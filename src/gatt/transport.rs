//! GATT transport boundary.
//!
//! The profile never speaks ATT itself. A client-side transport implements
//! [`GattClient`] (discovery, subscription, read, write against one peer
//! connection) and a server-side transport implements [`GattServer`]
//! (service publication and notification fan-out to subscribed peers).
//! Inbound traffic is pushed into the profile by the transport: notifications
//! and disconnections through [`MicpController`](crate::micp::controller::MicpController),
//! remote reads and writes through [`MicDevice`](crate::micp::mic_dev::MicDevice).

use std::{fmt, sync::Arc};

use bluer::Address;
use futures::future::BoxFuture;
use smallvec::SmallVec;
use uuid::Uuid;

use crate::{error::GattError, gatt::aics::AicsRef};

/// Attribute value as carried over the transport.
pub type Packet = SmallVec<[u8; 32]>;

/// An established LE connection to a peer.
///
/// Copyable identity only; the connection's lifetime is owned by the host
/// stack.
#[derive(Debug, Clone, Copy, PartialEq, Eq, Hash)]
pub struct Connection {
   pub handle: u16,
   pub address: Address,
}

impl Connection {
   pub const fn new(handle: u16, address: Address) -> Self {
      Self { handle, address }
   }
}

impl fmt::Display for Connection {
   fn fmt(&self, f: &mut fmt::Formatter<'_>) -> fmt::Result {
      write!(f, "{}#{:04x}", self.address, self.handle)
   }
}

/// Attribute handle range of a discovered service.
#[derive(Debug, Clone, Copy, PartialEq, Eq)]
pub struct ServiceRange {
   pub start: u16,
   pub end: u16,
}

impl ServiceRange {
   pub const fn new(start: u16, end: u16) -> Self {
      Self { start, end }
   }

   pub const fn contains(&self, handle: u16) -> bool {
      handle >= self.start && handle <= self.end
   }
}

/// Included-service declaration found inside a primary service.
#[derive(Debug, Clone, Copy, PartialEq, Eq)]
pub struct IncludedService {
   pub uuid: Uuid,
   pub range: ServiceRange,
}

/// Characteristic properties bitfield.
#[derive(Debug, Clone, Copy, PartialEq, Eq, Default)]
#[repr(transparent)]
pub struct Properties(u8);

impl Properties {
   pub const READ: u8 = 1 << 1;
   pub const WRITE: u8 = 1 << 3;
   pub const NOTIFY: u8 = 1 << 4;

   pub const fn from_bits(bits: u8) -> Self {
      Self(bits)
   }

   pub const fn bits(self) -> u8 {
      self.0
   }

   pub const fn can_read(self) -> bool {
      self.0 & Self::READ != 0
   }

   pub const fn can_write(self) -> bool {
      self.0 & Self::WRITE != 0
   }

   pub const fn can_notify(self) -> bool {
      self.0 & Self::NOTIFY != 0
   }
}

/// Handles cached after characteristic discovery.
#[derive(Debug, Clone, Copy, PartialEq, Eq)]
pub struct CharacteristicHandles {
   pub value_handle: u16,
   pub properties: Properties,
   pub ccc_handle: Option<u16>,
}

/// Characteristic entry in a published service.
#[derive(Debug, Clone)]
pub struct CharacteristicDefinition {
   pub uuid: Uuid,
   pub properties: Properties,
   pub with_ccc: bool,
}

/// Service published by a server-role transport.
#[derive(Debug, Clone)]
pub struct ServiceDefinition {
   pub uuid: Uuid,
   pub characteristics: Vec<CharacteristicDefinition>,
   pub included: Vec<AicsRef>,
}

/// Client-side GATT primitives against a single peer connection.
///
/// Every request resolves exactly once. A request outstanding when the link
/// drops should resolve with [`GattError::Disconnected`]; the profile also
/// resolves it on its own when told about the disconnection.
pub trait GattClient: Send + Sync {
   fn discover_primary(
      &self,
      conn: Connection,
      uuid: Uuid,
   ) -> BoxFuture<'_, Result<Option<ServiceRange>, GattError>>;

   fn discover_characteristic(
      &self,
      conn: Connection,
      range: ServiceRange,
      uuid: Uuid,
   ) -> BoxFuture<'_, Result<Option<CharacteristicHandles>, GattError>>;

   fn discover_included(
      &self,
      conn: Connection,
      range: ServiceRange,
   ) -> BoxFuture<'_, Result<Vec<IncludedService>, GattError>>;

   /// Writes the CCC descriptor to enable notifications of `value_handle`.
   fn subscribe(
      &self,
      conn: Connection,
      value_handle: u16,
      ccc_handle: u16,
   ) -> BoxFuture<'_, Result<(), GattError>>;

   fn read(&self, conn: Connection, handle: u16) -> BoxFuture<'_, Result<Packet, GattError>>;

   fn write(
      &self,
      conn: Connection,
      handle: u16,
      data: Packet,
   ) -> BoxFuture<'_, Result<(), GattError>>;
}

/// Server-side GATT primitives.
pub trait GattServer: Send + Sync {
   fn register_service(&self, service: &ServiceDefinition) -> Result<(), GattError>;

   /// Notifies every peer subscribed to `characteristic`.
   fn notify(&self, characteristic: Uuid, value: &[u8]) -> Result<(), GattError>;
}

pub type GattClientRef = Arc<dyn GattClient>;
pub type GattServerRef = Arc<dyn GattServer>;

#[cfg(test)]
mod tests {
   use super::*;

   #[test]
   fn test_properties() {
      let props = Properties::from_bits(Properties::READ | Properties::WRITE | Properties::NOTIFY);
      assert!(props.can_read() && props.can_write() && props.can_notify());
      assert!(!Properties::from_bits(Properties::READ).can_notify());
   }

   #[test]
   fn test_connection_display() {
      let conn = Connection::new(0x40, Address([0xAA, 0xBB, 0xCC, 0xDD, 0xEE, 0xFF]));
      assert_eq!(conn.to_string(), "AA:BB:CC:DD:EE:FF#0040");
   }
}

## HOW TO COMPLETE THIS TASK:
Copy all lines from the entries that contain the word "bool".

## RESPONSE BOX:
   pub const fn contains(&self, handle: u16) -> bool {
   pub const fn can_read(self) -> bool {
   pub const fn can_write(self) -> bool {
   pub const fn can_notify(self) -> bool {
   pub with_ccc: bool,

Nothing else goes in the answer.